--- START ---

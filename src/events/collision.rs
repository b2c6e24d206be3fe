//! Collision event type and reference observers.
//!
//! The collision detector triggers one [`CollisionEvent`] per overlapping
//! pair, synchronously: every observer runs, and its commands are applied,
//! before the detector moves on to the next pair. Observers can therefore
//! destroy entities and later pairs involving them will be skipped.
//!
//! Two observers are provided as arcade-style defaults:
//! [`observe_projectile_hit`] and [`observe_pickup_collected`]. Register them
//! with `world.add_observer(...)` or replace them with game-specific logic.
use bevy_ecs::observer::On;
use bevy_ecs::prelude::*;
use glam::Vec2;
use log::debug;

use crate::components::collisionlayer::CollisionLayer;
use crate::components::tags::PendingDestroy;

/// Event fired when two entities with BoxCollider overlap on layers that
/// are allowed to collide.
///
/// `a` was gathered before `b` in the detection pass. `normal` is a unit
/// vector along the axis of least penetration, pointing from `a` toward `b`.
#[derive(Event, Debug, Clone, Copy, PartialEq)]
pub struct CollisionEvent {
    pub a: Entity,
    pub b: Entity,
    /// Center of the overlap rectangle.
    pub point: Vec2,
    pub normal: Vec2,
    pub layer_a: CollisionLayer,
    pub layer_b: CollisionLayer,
    /// Overlap along `normal`.
    pub penetration: f32,
}

impl CollisionEvent {
    /// True when the pair is `(x, y)` in either order.
    pub fn involves_layers(&self, x: CollisionLayer, y: CollisionLayer) -> bool {
        (self.layer_a == x && self.layer_b == y) || (self.layer_a == y && self.layer_b == x)
    }

    /// The participant on `layer`, and the other one. Prefers `a` if both match.
    pub fn split_by_layer(&self, layer: CollisionLayer) -> Option<(Entity, Entity)> {
        if self.layer_a == layer {
            Some((self.a, self.b))
        } else if self.layer_b == layer {
            Some((self.b, self.a))
        } else {
            None
        }
    }
}

fn is_projectile(layer: CollisionLayer) -> bool {
    matches!(
        layer,
        CollisionLayer::Projectile
            | CollisionLayer::PlayerProjectile
            | CollisionLayer::EnemyProjectile
    )
}

/// Destroys a projectile when it hits anything, and the thing it hit when
/// that is a player or an enemy.
pub fn observe_projectile_hit(trigger: On<CollisionEvent>, mut commands: Commands) {
    let event = trigger.event();
    let (projectile, target, target_layer) = if is_projectile(event.layer_a) {
        (event.a, event.b, event.layer_b)
    } else if is_projectile(event.layer_b) {
        (event.b, event.a, event.layer_a)
    } else {
        return;
    };

    debug!("Projectile {:?} hit {:?} ({})", projectile, target, target_layer);
    commands.entity(projectile).try_insert(PendingDestroy);
    if matches!(target_layer, CollisionLayer::Player | CollisionLayer::Enemy) {
        commands.entity(target).try_insert(PendingDestroy);
    }
}

/// Destroys a pickup touched by a player.
pub fn observe_pickup_collected(trigger: On<CollisionEvent>, mut commands: Commands) {
    let event = trigger.event();
    if !event.involves_layers(CollisionLayer::Pickup, CollisionLayer::Player) {
        return;
    }
    if let Some((pickup, player)) = event.split_by_layer(CollisionLayer::Pickup) {
        debug!("Pickup {:?} collected by {:?}", pickup, player);
        commands.entity(pickup).try_insert(PendingDestroy);
    }
}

--- END ---

> [Exercise directions]:
The answer must consist solely of the lines from the first line of the data to the line holding "pub struct CollisionEvent", each given again exactly.

> [Exercise answer]:
filename src/events/collision.rs
repository b2c6e24d206be3fe
//! Collision event type and reference observers.
//!
//! The collision detector triggers one [`CollisionEvent`] per overlapping
//! pair, synchronously: every observer runs, and its commands are applied,
//! before the detector moves on to the next pair. Observers can therefore
//! destroy entities and later pairs involving them will be skipped.
//!
//! Two observers are provided as arcade-style defaults:
//! [`observe_projectile_hit`] and [`observe_pickup_collected`]. Register them
//! with `world.add_observer(...)` or replace them with game-specific logic.
use bevy_ecs::observer::On;
use bevy_ecs::prelude::*;
use glam::Vec2;
use log::debug;

use crate::components::collisionlayer::CollisionLayer;
use crate::components::tags::PendingDestroy;

/// Event fired when two entities with BoxCollider overlap on layers that
/// are allowed to collide.
///
/// `a` was gathered before `b` in the detection pass. `normal` is a unit
/// vector along the axis of least penetration, pointing from `a` toward `b`.
#[derive(Event, Debug, Clone, Copy, PartialEq)]
pub struct CollisionEvent {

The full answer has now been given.